Je m'étais donc donné
rendez-vous au Rush Bar, bar officiel du fan club de France (sur
Paris bien sûr), afin d'y rencontrer d'autres personnes comme
moi, venus encourager les Reds. A 30 minutes de chez moi j'arrive
donc métro St Sébastien, et je fais rapidement
connaissance de deux gars dont je vais ensuite perdre la trace en
rentrant dans le bar.
Un petit bar chaleureux aux murs
pourpres, à la lumière discrète. Un petit bar
plein à craquer. On y parle anglais, on y parle
français: en plein coeur de Paris, bienvenu outre manche my
dear ! A 10 minutes du coup d'envoi il faut savoir se faufiler
entre les maillots rouges, et trouver une petite place devant
l'écran géant du bar. Près du comptoir, une
pinte de Carling en main, je fais la connaissance d'Alan tout
d'abord, lui même à la recherche d'un petit espace et
d'une mousse rafraichissante.
Le match s'apprete à
commencer, nous sommes une centaine je pense, bien serrés
les uns contre les autres. Les yeux rivés sur les
compositions des deux équipes. L'ambiance est encore
discrète. Les barmen s'affairent. Le spectacle peut
commencer !
Après une première
occasion des Reds et 10 minutes prometteuses, Barcelone met la
pression sur la cage anglaise. Les coups de bouttoirs
répétés des rouges et bleus ne vont pas tarder
à avoir raison de la défense des Reds (pour
l'occasion en blanc). Zambrotta centre pour la tête de
Déco libre de tout marquage: 1-0. Deux ou trois supporters
de Barcelone laissent éclater leur joie. Légitime.

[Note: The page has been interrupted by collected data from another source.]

//! Tabular summary of InnoDBClusters, as shown by `kubectl get ic`.

use kube::ResourceExt;
use serde::Serialize;
use tabled::settings::Style;
use tabled::{Table, Tabled};

use crate::crd::InnoDBCluster;

/// One summary row.
#[derive(Clone, Debug, PartialEq, Eq, Serialize, Tabled)]
pub struct ClusterSummaryRow {
    #[tabled(rename = "NAME")]
    pub name: String,
    #[tabled(rename = "STATUS")]
    pub status: String,
    #[tabled(rename = "ONLINE")]
    pub online: String,
    #[tabled(rename = "INSTANCES")]
    pub instances: String,
    /// Empty when no router is configured
    #[tabled(rename = "ROUTERS")]
    pub routers: String,
    #[tabled(rename = "AGE")]
    pub age: String,
}

/// Summarize `cluster` as seen at `now`.
pub fn summarize(cluster: &InnoDBCluster, now: jiff::Timestamp) -> ClusterSummaryRow {
    let summary = cluster.status.as_ref().and_then(|s| s.cluster.as_ref());
    ClusterSummaryRow {
        name: cluster.name_any(),
        status: summary.map(|c| c.status.to_string()).unwrap_or_default(),
        online: summary
            .map(|c| c.online_instances.to_string())
            .unwrap_or_default(),
        instances: cluster.spec.instances.to_string(),
        routers: cluster
            .spec
            .router
            .as_ref()
            .map(|r| r.instances.to_string())
            .unwrap_or_default(),
        age: cluster
            .metadata
            .creation_timestamp
            .as_ref()
            .map(|t| format_age(now.as_second() - t.0.as_second()))
            .unwrap_or_default(),
    }
}

/// Render an age in seconds the way kubectl does.
pub fn format_age(seconds: i64) -> String {
    let seconds = seconds.max(0);
    match seconds {
        s if s < 60 => format!("{s}s"),
        s if s < 3600 => format!("{}m", s / 60),
        s if s < 86_400 => format!("{}h", s / 3600),
        s => format!("{}d", s / 86_400),
    }
}

/// Render rows as a borderless table.
pub fn render(rows: &[ClusterSummaryRow]) -> String {
    let mut table = Table::new(rows);
    table.with(Style::blank());
    table.to_string()
}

L'inquiétude monte d'un cran mais rapidement la rigueur
défensive des joueurs de Liverpool reprend le dessus et on
commence à se dire que 1-0 serait finalement une bonne
opération. Mais le match promet d'être long et
stressant, surtout que l'arbitre du soir, décide de siffler
ce qui ne se siffle pas d'habitude en angleterre (une poussette, un
duel rugueux).
"When you walk through a storm,
hold your head up high, and don't be afraid of the dark"

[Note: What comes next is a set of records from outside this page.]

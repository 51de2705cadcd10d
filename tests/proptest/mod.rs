// Test code is allowed to panic on failure
#![allow(
    clippy::unwrap_used,
    clippy::expect_used,
    clippy::indexing_slicing,
    clippy::panic,
    clippy::string_slice
)]

//! Property-based tests for mysql-operator.
//!
//! Uses proptest to generate random observed topologies and verify the
//! ordering and safety rules of the diff engine and the phase machine.

use std::collections::{BTreeMap, BTreeSet};

use proptest::prelude::*;

use mysql_operator::controller::cluster_state_machine::{
    ClusterEvent, ClusterStateMachine, TransitionContext, determine_event,
};
use mysql_operator::controller::diff::{Action, DesiredState, diff, members_stable};
use mysql_operator::controller::observed::{ObservedCluster, ObservedMember, ObservedRouter};
use mysql_operator::crd::{
    ClusterPhase, InnoDBCluster, InnoDBClusterSpec, MAX_INSTANCES, MemberRole, RouterSpec,
};
use mysql_operator::group::quorum::{check_removal, has_majority};
use mysql_operator::resources::common::{CLUSTER_FINALIZER, member_labels};
use mysql_operator::resources::services::ServiceKind;

/// Strategy for generating valid instance counts (1-9).
fn valid_instances() -> impl Strategy<Value = i32> {
    1..=MAX_INSTANCES
}

/// Strategy for generating random phases.
fn any_phase() -> impl Strategy<Value = ClusterPhase> {
    prop_oneof![
        Just(ClusterPhase::Initializing),
        Just(ClusterPhase::Growing),
        Just(ClusterPhase::Shrinking),
        Just(ClusterPhase::Stable),
        Just(ClusterPhase::Degraded),
        Just(ClusterPhase::Deleting),
        Just(ClusterPhase::Deleted),
    ]
}

fn any_event() -> impl Strategy<Value = ClusterEvent> {
    prop_oneof![
        Just(ClusterEvent::Grow),
        Just(ClusterEvent::Shrink),
        Just(ClusterEvent::Converged),
        Just(ClusterEvent::MemberFailure),
        Just(ClusterEvent::DeletionRequested),
        Just(ClusterEvent::MembersDrained),
    ]
}

fn any_role() -> impl Strategy<Value = MemberRole> {
    prop_oneof![
        Just(MemberRole::Primary),
        Just(MemberRole::Secondary),
        Just(MemberRole::Unknown),
    ]
}

/// (ready, deleting, in_group, has_finalizer, role, labelled)
type MemberFlags = (bool, bool, bool, bool, MemberRole, bool);

fn member_flags() -> impl Strategy<Value = MemberFlags> {
    (
        any::<bool>(),
        any::<bool>(),
        any::<bool>(),
        any::<bool>(),
        any_role(),
        any::<bool>(),
    )
}

/// Strategy for an observed topology: members at arbitrary ordinals below
/// the maximum, an optional router and a subset of services.
fn observed_cluster() -> impl Strategy<Value = ObservedCluster> {
    (
        valid_instances(),
        0..=3i32,
        prop::collection::btree_map(0..MAX_INSTANCES, member_flags(), 0..=9),
        prop::option::of((0..=3i32, any::<bool>())),
        any::<bool>(),
        any::<bool>(),
    )
        .prop_map(|(instances, routers, members, router, finalized, services)| {
            let mut cluster = InnoDBCluster::new(
                "ic",
                InnoDBClusterSpec {
                    instances,
                    router: Some(RouterSpec { instances: routers }),
                    ..Default::default()
                },
            );
            cluster.metadata.namespace = Some("default".to_string());
            if finalized {
                cluster.metadata.finalizers = Some(vec![CLUSTER_FINALIZER.to_string()]);
            }
            let members = members
                .into_iter()
                .map(
                    |(ordinal, (ready, deleting, in_group, finalizer, role, labelled))| {
                        let member = ObservedMember {
                            ordinal,
                            name: format!("ic-{ordinal}"),
                            labels: if labelled {
                                member_labels("ic", role)
                            } else {
                                BTreeMap::new()
                            },
                            has_membership_finalizer: finalizer,
                            deleting,
                            ready,
                            not_ready_since: None,
                            role,
                            in_group: in_group && !deleting,
                        };
                        (ordinal, member)
                    },
                )
                .collect();
            ObservedCluster {
                cluster,
                members,
                router: router.map(|(replicas, deleting)| ObservedRouter {
                    replicas,
                    ready_replicas: replicas,
                    deleting,
                }),
                services: if services {
                    ServiceKind::ALL.into_iter().collect()
                } else {
                    BTreeSet::new()
                },
            }
        })
}

fn plan(observed: &ObservedCluster) -> (DesiredState, Vec<Action>) {
    let desired = DesiredState::from_cluster(&observed.cluster).expect("valid spec");
    let actions = diff(&desired, observed);
    (desired, actions)
}

proptest! {
    /// The same inputs always produce the same plan.
    #[test]
    fn diff_is_deterministic(observed in observed_cluster()) {
        let (_, first) = plan(&observed);
        let (_, second) = plan(&observed);
        prop_assert_eq!(first, second);
    }

    /// Stages never go backwards within a plan.
    #[test]
    fn diff_stages_are_ordered(observed in observed_cluster()) {
        let (_, actions) = plan(&observed);
        for pair in actions.windows(2) {
            prop_assert!(
                pair[0].stage() <= pair[1].stage(),
                "{} before {}", pair[0], pair[1]
            );
        }
    }

    /// Members are created by ascending and removed by descending ordinal.
    #[test]
    fn diff_member_ordinals_are_ordered(observed in observed_cluster()) {
        let (desired, actions) = plan(&observed);
        let created: Vec<i32> = actions.iter().filter_map(|a| match a {
            Action::CreateMemberPod(o) => Some(*o),
            _ => None,
        }).collect();
        let removed: Vec<i32> = actions.iter().filter_map(|a| match a {
            Action::DeleteMemberPod(o) => Some(*o),
            _ => None,
        }).collect();

        prop_assert!(created.windows(2).all(|w| w[0] < w[1]));
        prop_assert!(removed.windows(2).all(|w| w[0] > w[1]));
        prop_assert!(created.iter().all(|o| *o < desired.instances));
        prop_assert!(removed.iter().all(|o| *o >= desired.instances));
        prop_assert!(created.iter().all(|o| !observed.members.contains_key(o)));
    }

    /// Deleting members are never touched again except to release them.
    #[test]
    fn diff_leaves_deleting_members_alone(observed in observed_cluster()) {
        let (_, actions) = plan(&observed);
        for action in &actions {
            let ordinal = match action {
                Action::DeleteMemberPod(o) | Action::UpdateLabels(o, _) => *o,
                _ => continue,
            };
            prop_assert!(!observed.members[&ordinal].deleting, "{}", action);
        }
    }

    /// Router actions wait until member topology is stable.
    #[test]
    fn diff_router_gated_on_stable_members(observed in observed_cluster()) {
        let (desired, actions) = plan(&observed);
        let router_actions = actions.iter().any(|a| matches!(
            a,
            Action::CreateRouterDeployment(_)
                | Action::ScaleRouterDeployment(_)
                | Action::DeleteRouterDeployment
        ));
        if router_actions {
            prop_assert!(members_stable(desired.instances, &observed));
        }
    }

    /// Once deletion starts the cluster never returns to a live phase.
    #[test]
    fn deleting_only_moves_forward(event in any_event(), drained in any::<bool>()) {
        let sm = ClusterStateMachine::new();
        let ctx = TransitionContext::new(0, 0).with_drained(drained);
        let next = sm
            .transition(&ClusterPhase::Deleting, event, &ctx)
            .next_phase(ClusterPhase::Deleting);
        prop_assert!(matches!(next, ClusterPhase::Deleting | ClusterPhase::Deleted));
    }

    /// Deleted is reached only through a drain.
    #[test]
    fn deleted_requires_drain(
        phase in any_phase(),
        event in any_event(),
        desired in 0..=9i32,
        ready in 0..=9i32,
    ) {
        let sm = ClusterStateMachine::new();
        let ctx = TransitionContext::new(desired, ready);
        let next = sm.transition(&phase, event, &ctx).next_phase(phase);
        if phase != ClusterPhase::Deleted {
            prop_assert_ne!(next, ClusterPhase::Deleted);
        }
    }

    /// Deletion dominates every other signal.
    #[test]
    fn deletion_event_has_priority(
        desired in 0..=9i32,
        ready in 0..=9i32,
        failed in 0..=3i32,
        actions in 0..=5usize,
        drained in any::<bool>(),
    ) {
        let ctx = TransitionContext::new(desired, ready)
            .with_failed(failed)
            .with_actions(actions, 0)
            .with_drained(drained);
        let event = determine_event(&ctx, true);
        let expected = if drained {
            ClusterEvent::MembersDrained
        } else {
            ClusterEvent::DeletionRequested
        };
        prop_assert_eq!(event, expected);
    }

    /// Failures outrank scaling; removals outrank growth.
    #[test]
    fn live_event_priority(
        desired in 1..=9i32,
        ready in 0..=9i32,
        failed in 0..=3i32,
        actions in 0..=5usize,
        removals in 0..=2usize,
    ) {
        let actions = actions + removals;
        let ctx = TransitionContext::new(desired, ready)
            .with_failed(failed)
            .with_actions(actions, removals);
        let event = determine_event(&ctx, false);
        if failed > 0 {
            prop_assert_eq!(event, ClusterEvent::MemberFailure);
        } else if removals > 0 {
            prop_assert_eq!(event, ClusterEvent::Shrink);
        } else if actions > 0 || ready < desired {
            prop_assert_eq!(event, ClusterEvent::Grow);
        } else {
            prop_assert_eq!(event, ClusterEvent::Converged);
        }
    }

    /// Removal is allowed exactly when the survivors keep a strict majority.
    #[test]
    fn removal_preserves_majority(
        online in prop::collection::vec(any::<bool>(), 1..=9),
        target in 0..9usize,
    ) {
        let members: Vec<(String, bool)> = online
            .iter()
            .enumerate()
            .map(|(i, up)| (format!("ic-{i}"), *up))
            .collect();
        let target = format!("ic-{}", target % members.len());
        let survivors: Vec<bool> = members
            .iter()
            .filter(|(name, _)| *name != target)
            .map(|(_, up)| *up)
            .collect();
        let up = survivors.iter().filter(|u| **u).count();
        prop_assert_eq!(
            check_removal(&members, &target).is_ok(),
            has_majority(up, survivors.len())
        );
    }
}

Ce qu'il y a d'unique dans ce club
de Liverpool, ce qui fait son âme entre autre, c'est que
jamais, même menés, les joueurs ne lâchent
prise. Ils se battent, vont au duel, "mouillent le maillot" comme
on dit dans le jargon, ce qui est grandement apprécié
et donc applaudi ici. Même dans la tempête
barcelonaise, les Reds n'abandonnent pas et l'espoir vit toujours
dans les têtes de chacun. Le match s'équilibrant, les
barcelonais reculant, les chants se font de plus en plus
présents. Je dois bien avouer d'ailleurs que je ne les
connais pas tous. Pas comme Rodolfo et Cyril, membres de la
French Branch des supporters de Liverpool, qui eux deploient leur
organe vocal avec générosité.
"At the end of a storm, there's a
golding sky, and the sweet sliver song of the laark"
Barcelone tente mais sans peser sur
le match et Liverpool continue d'imposer son fighting spirit. On
sent qu'à n'importe quel moment le match peut basculer et
c'est à la 43e minute que le gallois Craig Bellamy,
bénéficiant d'une hésitation du gardien
barcelonais, parvient à égaliser. La terre tremble
tout à coup sous mes pieds, le bar semble prêt
à exploser tant la ferveur et la joie ont envahi ce petit
coin de terre anglaise. Ce but, quand on sait qu'il peut valloir
double dans les matches aller-retour,prend une importance si
primordiale dans la qualification des Reds, que tout le monde s'y
voit déjà: "we won it 5 times, we woooooooon it 5
tiiiiiiiiiiiiiiiiiiiiiiiiiimes, and we'll won it 6 times"
(comprenez:" on a gagné cette coupe 5 fois, on va la gagner
une 6e fois). L'orage est passé, l'arbitre renvoie les deux
équipes au vestiaire, et le fameux "you'll never walk alone"
retentit ici.
Autant dire que malgré les
bières, malgré la chaleur, ce chant me donne toujours
autant de frissons.
Ce qui est atypique avec les
supporters de Liverpool, c'est que quand ils perdent ils
encouragent toujours leur équipe. Ils ont une culture, une
âme, une histoire qu'aucun club français n'a encore pu
égaler. Liverpool c'est un passé ouvrier, une ville
de travailleurs, une culture ouvrière, des valeurs de
travail de rigueur, de respect aussi. Ici on conteste certes, mais
jamais on ne dénigre, ni ses joueurs ni les joueurs
adverses. Ce n'est pas que du sport c'est plus que ça, c'est
ce qui fait l'âme de ce club, c'est ce qui fait que moi
même j'en suis supporter (sans pour autant tomber dans le
fanatisme).
"Walk on through the wind, walk on
through the rain, and you'll never walk alone"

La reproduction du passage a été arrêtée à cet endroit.